O "meu" jogo continua a ser Ico mas descobri que Shadow of the Colossus está carregado da mesma fantasia, ao ponto de estarmos perante uma prequela. Lembro-de de quando saiu se ter falado vagamente nisso mas é algo que só se percebe claramente quando se chega ao final do jogo. Nesse sentido Ico e Shadow tornaram-se, na minha cabeça, em dois jogos inseparáveis. São gameplays muito distintos, mas o tema, o universo, os personagens e a arte provêm claramente da mesma mente brilhante, do criador Fumito Ueda.

Em Ico temos de encontrar o caminho que nos conduz ao exterior de um gigantesco castelo, temos algumas lutas mas muito poucas, é um jogo orientado aos puzzles espaciais, tem apenas um boss no final de todo o jogo.

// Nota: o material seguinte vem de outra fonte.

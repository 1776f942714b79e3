//! policy-trie: match candidate keywords against a configured word policy.
//!
//! Reads one candidate per line from stdin and writes one JSON object per
//! candidate to stdout.
//!
//! Flags:
//!   --config <path>  load this config file instead of defaults + user overlay
//!   --debug          log at debug level
//!   --dump           print the loaded tree and exit

use policy_trie::config::Config;
use policy_trie::{CommandPolicy, logging};
use std::io::BufRead;
use std::path::PathBuf;

#[derive(Debug, Default)]
struct Args {
    config: Option<PathBuf>,
    debug: bool,
    dump: bool,
}

fn parse_args(mut args: impl Iterator<Item = String>) -> Result<Args, String> {
    let mut parsed = Args::default();
    while let Some(arg) = args.next() {
        match arg.as_str() {
            "--config" => {
                let path = args.next().ok_or("--config requires a path")?;
                parsed.config = Some(PathBuf::from(path));
            }
            "--debug" => parsed.debug = true,
            "--dump" => parsed.dump = true,
            other => return Err(format!("unknown argument: {other}")),
        }
    }
    Ok(parsed)
}

fn main() {
    let args = match parse_args(std::env::args().skip(1)) {
        Ok(a) => a,
        Err(e) => {
            eprintln!("policy-trie: {e}");
            std::process::exit(1);
        }
    };

    let config = match &args.config {
        Some(path) => match Config::from_file(path) {
            Ok(c) => c,
            Err(e) => {
                eprintln!("policy-trie: {}: {e}", path.display());
                std::process::exit(1);
            }
        },
        None => Config::load(),
    };

    let level = if args.debug {
        log::LevelFilter::Debug
    } else {
        config.log_level()
    };
    logging::init(level);

    let policy = match CommandPolicy::from_config(&config) {
        Ok(p) => p,
        Err(e) => {
            eprintln!("policy-trie: failed to load policy: {e}");
            std::process::exit(1);
        }
    };

    if args.dump {
        for line in policy.dump() {
            println!("{line}");
        }
        return;
    }

    let match_log = config.match_log_path();
    for line in std::io::stdin().lock().lines() {
        let line = match line {
            Ok(l) => l,
            Err(e) => {
                eprintln!("policy-trie: failed to read stdin: {e}");
                std::process::exit(1);
            }
        };
        let candidate = line.strip_suffix('\r').unwrap_or(&line);
        if candidate.is_empty() {
            continue;
        }

        let result = policy.evaluate(candidate);
        if let Some(path) = &match_log {
            logging::log_match(path, candidate, &result);
        }

        let output = serde_json::json!({
            "candidate": candidate,
            "matched": result.matched,
            "reason": result.reason,
        });
        println!("{output}");
    }
}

A emocionalidade é trabalhada na base da relação com Yorda, a companheira. Já em Shadow, Ueda foi à procura de outro tipo de emoções. Lembro-de de ler uma entrevista em que Ueda dizia que o impressionava toda a emoção que os jogadores desenvolviam dentro de si, sempre que chegava o momento de enfrentar um boss, a partir daí decidiu criar um jogo que fosse feito apenas de bosses. Um jogo em que passamos todo o tempo a lutar contra bosses, e a sentir essa mesma emocionalidade. Sabendo disto, sempre preferi Ico, nunca fui jogador de grandes lutas e confesso até que me decepcionou um pouco quando li a entrevista, pois se não gostava muito das emoções fortes dos bosses dos jogos, quando percebi que Shadow ia ser feito só disso, assustei-me. Agora, passados os 16 bosses, terminado o jogo, só posso dizer que Ueda tinha razão, os bosses que ele desenhou são capazes de despoletar autênticas explosões de emoção em nós. O medo de falhar, e ter de voltar a fazer tudo de novo, apodera-se de nós, constrói toda uma tensão que se liberta apenas após o espetar pela última vez da nossa espada nos sinais vitais do monstro. No final de cada luta, dá-se a libertação de toda a tensão acumulada, e uma enorme sensação de alívio apodera-se de nós. Foi para isto que Ueda desenhou os 16 bosses, para transportar o jogador através de uma gigantesca montanha russa de emoções. Gigantescas doses de tensão são contra-balançadas pela tranquilidade e beleza da imensidão do espaço por onde deambulamos no intervalo de cada luta. Em termos de design emocional, é simplesmente perfeito. O balanceamento é completo, e é isso que permite gerar uma experiência emocional como nenhum filme ou livro pode imaginar conseguir.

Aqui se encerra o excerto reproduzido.